Clone the project if missing

If the deployment directory does not already contain the Git repository, it is cloned.

Pull the latest code

The deployment always runs against the latest main branch state.

Ensure environment configuration exists

If .env does not exist, it is generated from .env.example.

Stop old containers

docker compose down || true ensures the previous version is stopped cleanly.

Rebuild the image

The latest source code is rebuilt into a fresh Docker image.

Start the new container

docker compose up -d launches the service in detached mode.

Verify deployment

The pipeline checks:

  • running containers
  • container logs
  • HTTP accessibility via curl

This makes deployment not only automatic, but also self-validated.

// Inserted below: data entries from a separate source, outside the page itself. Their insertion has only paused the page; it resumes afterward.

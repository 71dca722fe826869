//! Common test utilities for CLI integration tests.
//!
//! This module provides shared helpers for CLI testing, including:
//! - Test environment setup with an isolated home and working directory
//! - Command builder helpers
//! - Fixture trees with mixed-case names

use assert_cmd::Command;
use std::path::{Path, PathBuf};
use tempfile::TempDir;

/// Variables that would leak the developer's settings into a test run.
const ISOLATED_VARS: [&str; 4] = [
    "TRUECASE_SEPARATOR",
    "TRUECASE_CAPACITY",
    "TRUECASE_BASE_DIR",
    "TRUECASE_LOG_MODE",
];

/// Test environment with an isolated home and working directory.
///
/// Commands run with `HOME` pointing into the temporary directory and the
/// working directory set to `work`, so no configuration file outside the
/// test is ever picked up.
pub struct TestEnv {
    /// Temporary directory (kept alive for the duration of the test)
    #[allow(dead_code)]
    temp_dir: TempDir,
    /// Fake home directory
    pub home: PathBuf,
    /// Working directory for commands
    pub work: PathBuf,
}

#[allow(dead_code)]
impl TestEnv {
    /// Create a new test environment.
    pub fn new() -> Self {
        let temp_dir = tempfile::tempdir().expect("Failed to create temp dir");
        let home = temp_dir.path().join("home");
        let work = temp_dir.path().join("work");
        std::fs::create_dir_all(&home).expect("Failed to create home");
        std::fs::create_dir_all(&work).expect("Failed to create work dir");

        Self {
            temp_dir,
            home,
            work,
        }
    }

    /// Get a command builder running in this environment.
    pub fn command(&self) -> Command {
        let mut cmd = Command::cargo_bin("truecase").expect("Failed to find truecase binary");
        cmd.current_dir(&self.work)
            .env("HOME", &self.home)
            .env("USERPROFILE", &self.home);
        for var in ISOLATED_VARS {
            cmd.env_remove(var);
        }
        cmd
    }

    /// Get a command builder using the unix separator convention.
    pub fn unix_command(&self) -> Command {
        let mut cmd = self.command();
        cmd.arg("--separator").arg("unix");
        cmd
    }

    /// The working directory.
    pub fn path(&self) -> &Path {
        &self.work
    }

    /// Create a file below the working directory, given with `/` separators.
    pub fn create_file(&self, relative: &str, contents: &str) -> PathBuf {
        let path = relative
            .split('/')
            .fold(self.work.clone(), |acc, part| acc.join(part));
        if let Some(parent) = path.parent() {
            std::fs::create_dir_all(parent).expect("Failed to create parent directory");
        }
        std::fs::write(&path, contents).expect("Failed to write test file");
        path
    }

    /// Create a directory below the working directory.
    pub fn create_dir(&self, relative: &str) -> PathBuf {
        let path = relative
            .split('/')
            .fold(self.work.clone(), |acc, part| acc.join(part));
        std::fs::create_dir_all(&path).expect("Failed to create test directory");
        path
    }

    /// Write the user configuration file.
    pub fn write_user_config(&self, contents: &str) {
        let dir = self.home.join(".truecase");
        std::fs::create_dir_all(&dir).expect("Failed to create user config dir");
        std::fs::write(dir.join("config.yaml"), contents).expect("Failed to write user config");
    }

    /// Write a project configuration file in the working directory.
    pub fn write_project_config(&self, contents: &str) {
        std::fs::write(self.work.join("truecase.yaml"), contents)
            .expect("Failed to write project config");
    }

    /// Populate the working directory with the standard robot tree.
    ///
    /// ```text
    /// Maps/Office.MAP
    /// Maps/Lab/Floor1.map
    /// Params/p3dx.p
    /// .Hidden
    /// ```
    pub fn with_robot_tree(self) -> Self {
        self.create_file("Maps/Office.MAP", "2D-Map");
        self.create_file("Maps/Lab/Floor1.map", "2D-Map");
        self.create_file("Params/p3dx.p", "RobotParams");
        self.create_file(".Hidden", "secret");
        self
    }
}
//! Command to resolve a path to its true casing.

use crate::error::CliError;
use crate::utils::{base_directory, load_configuration, resolver, GlobalOptions};
use clap::Args;
use truecase::path::split::strip_quotes;

/// Print the true-case form of a path below the base directory.
#[derive(Args)]
pub struct ResolveCommand {
    /// Path to resolve, in any casing (surrounding double quotes are removed)
    #[arg(value_name = "PATH")]
    pub path: String,

    /// Print the base directory joined with the resolved path
    #[arg(long)]
    pub full: bool,
}

impl ResolveCommand {
    pub fn execute(self, global: &GlobalOptions) -> Result<(), CliError> {
        let config = load_configuration(global)?;
        let base = base_directory(&config)?;

        let resolved = resolver(&config).resolve(
            &base,
            strip_quotes(&self.path),
            config.capacity_or_default(),
        )?;

        if self.full {
            println!("{}", resolved.full_path().display());
        } else {
            println!("{resolved}");
        }
        Ok(())
    }
}
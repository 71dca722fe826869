//! Splitting a path into its directory and file-name parts.

use crate::error::{Error, Result};
use crate::path::normalize::normalize_separators;
use crate::path::separator::SeparatorConvention;

/// Everything before the last separator of `path`, after normalization.
///
/// A path without any separator has an empty directory part.
///
/// # Errors
///
/// Returns `InvalidInput` if `path` is empty.
///
/// # Examples
///
/// ```
/// use truecase::path::split::directory_part;
/// use truecase::path::SeparatorConvention;
///
/// let sep = SeparatorConvention::unix();
/// assert_eq!(directory_part("maps\\office/a.map", sep).unwrap(), "maps/office");
/// assert_eq!(directory_part("a.map", sep).unwrap(), "");
/// ```
pub fn directory_part(path: &str, sep: SeparatorConvention) -> Result<String> {
    let normalized = normalized_non_empty(path, sep)?;
    Ok(match normalized.rfind(sep.primary()) {
        Some(index) => normalized[..index].to_string(),
        None => String::new(),
    })
}

/// Everything after the last separator of `path`, after normalization.
///
/// A path without any separator is its own file name.
///
/// # Errors
///
/// Returns `InvalidInput` if `path` is empty.
///
/// # Examples
///
/// ```
/// use truecase::path::split::file_name_part;
/// use truecase::path::SeparatorConvention;
///
/// let sep = SeparatorConvention::windows();
/// assert_eq!(file_name_part("maps/office\\a.map", sep).unwrap(), "a.map");
/// assert_eq!(file_name_part("maps/", sep).unwrap(), "");
/// ```
pub fn file_name_part(path: &str, sep: SeparatorConvention) -> Result<String> {
    let normalized = normalized_non_empty(path, sep)?;
    Ok(match normalized.rfind(sep.primary()) {
        Some(index) => normalized[index + sep.primary().len_utf8()..].to_string(),
        None => normalized,
    })
}

/// Remove one pair of surrounding double quotes.
///
/// Strings shorter than two characters, or not both starting and ending
/// with `"`, come back unchanged.
///
/// # Examples
///
/// ```
/// use truecase::path::split::strip_quotes;
///
/// assert_eq!(strip_quotes("\"My Maps\""), "My Maps");
/// assert_eq!(strip_quotes("\"half"), "\"half");
/// assert_eq!(strip_quotes("\""), "\"");
/// ```
#[must_use]
pub fn strip_quotes(s: &str) -> &str {
    if s.len() >= 2 && s.starts_with('"') && s.ends_with('"') {
        &s[1..s.len() - 1]
    } else {
        s
    }
}

fn normalized_non_empty(path: &str, sep: SeparatorConvention) -> Result<String> {
    if path.is_empty() {
        log::info!("Cannot split an empty path");
        return Err(Error::invalid_input("path", "must not be empty"));
    }
    Ok(normalize_separators(path, sep))
}
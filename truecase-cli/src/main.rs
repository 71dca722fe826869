//! Main entry point for the truecase CLI.
//!
//! This is the command-line interface for case-insensitive path resolution.
//! It provides commands for working with paths:
//! - `resolve`: Print the true-case form of a path
//! - `normalize`, `join`, `tokenize`, `split`: Path string manipulation
//! - `list`: Show the entries a resolution would consider

mod cli;
mod commands;
mod error;
mod utils;

use clap::Parser;
use cli::Cli;
use utils::GlobalOptions;

fn main() {
    // Parse CLI arguments
    let cli = Cli::parse();

    // Install the stderr backend for library diagnostics
    let _level = truecase::init_logger(cli.verbose, cli.quiet);

    // Convert CLI args to GlobalOptions
    let global = GlobalOptions {
        verbose: cli.verbose,
        quiet: cli.quiet,
        base_dir: cli.base_dir,
        separator: cli.separator.map(Into::into),
        capacity: cli.capacity,
    };

    // Execute the command
    let result = match cli.command {
        cli::Command::Resolve(cmd) => cmd.execute(&global),
        cli::Command::Normalize(cmd) => cmd.execute(&global),
        cli::Command::Join(cmd) => cmd.execute(&global),
        cli::Command::Tokenize(cmd) => cmd.execute(&global),
        cli::Command::List(cmd) => cmd.execute(&global),
        cli::Command::Split(cmd) => cmd.execute(&global),
        cli::Command::Completions(cmd) => cmd.execute(&global),
    };

    // Handle errors and set exit code
    match result {
        Ok(()) => std::process::exit(0),
        Err(e) => {
            eprintln!("Error: {e}");
            std::process::exit(e.exit_code());
        }
    }
}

13. Branch-Based Execution Strategy

The pipeline uses branch rules.

Build, test, and security

Run on:

  • develop
  • main

This allows validation both in integration and stable branches.

Deploy

Runs only on:

  • main

This protects deployment from accidental pushes on development branches.

It creates a simple but effective promotion model:

  • develop for validation
  • main for delivery

14. DevSecOps Integration

Security is not treated as an afterthought.

This pipeline integrates security by:

  • testing the application before deployment
  • auditing dependencies for known vulnerabilities
  • isolating the runtime inside containers
  • verifying the deployed service automatically

This approach reduces the chance of shipping broken or unsafe code.


15. Strengths of This Pipeline

This CI/CD implementation provides:

  • clear stage separation
  • reproducible dependency installation with npm ci
  • automated syntax validation
  • automated API testing
  • built-in dependency security audit
  • controlled deployment on the main branch
  • runtime verification after deployment

It is simple, but complete enough to represent a real DevOps workflow.


16. Limitations

Like any basic pipeline, this one has some limitations:

  • no staging environment
  • no rollback mechanism
  • no container vulnerability scan
  • no performance testing
  • single-node deployment model

These are acceptable for a lightweight project, but could be extended in a production context.


17. Possible Improvements

This pipeline could be improved with:

  • ESLint integration for code quality
  • SonarQube or CodeQL for advanced static analysis
  • Trivy for Docker image scanning
  • staging and production environments
  • monitoring and alerting
  • rollback support in case of failed deployment

Conclusion

This JavaScript CI/CD pipeline demonstrates a complete delivery chain for a Node.js API.

It combines:

  • source validation
  • automated testing
  • dependency security checks
  • automated deployment

The key strength of this setup is not complexity, but reliability.

A good pipeline is not the one with the most tools.

It is the one that delivers software in a predictable, controlled, and trustworthy way.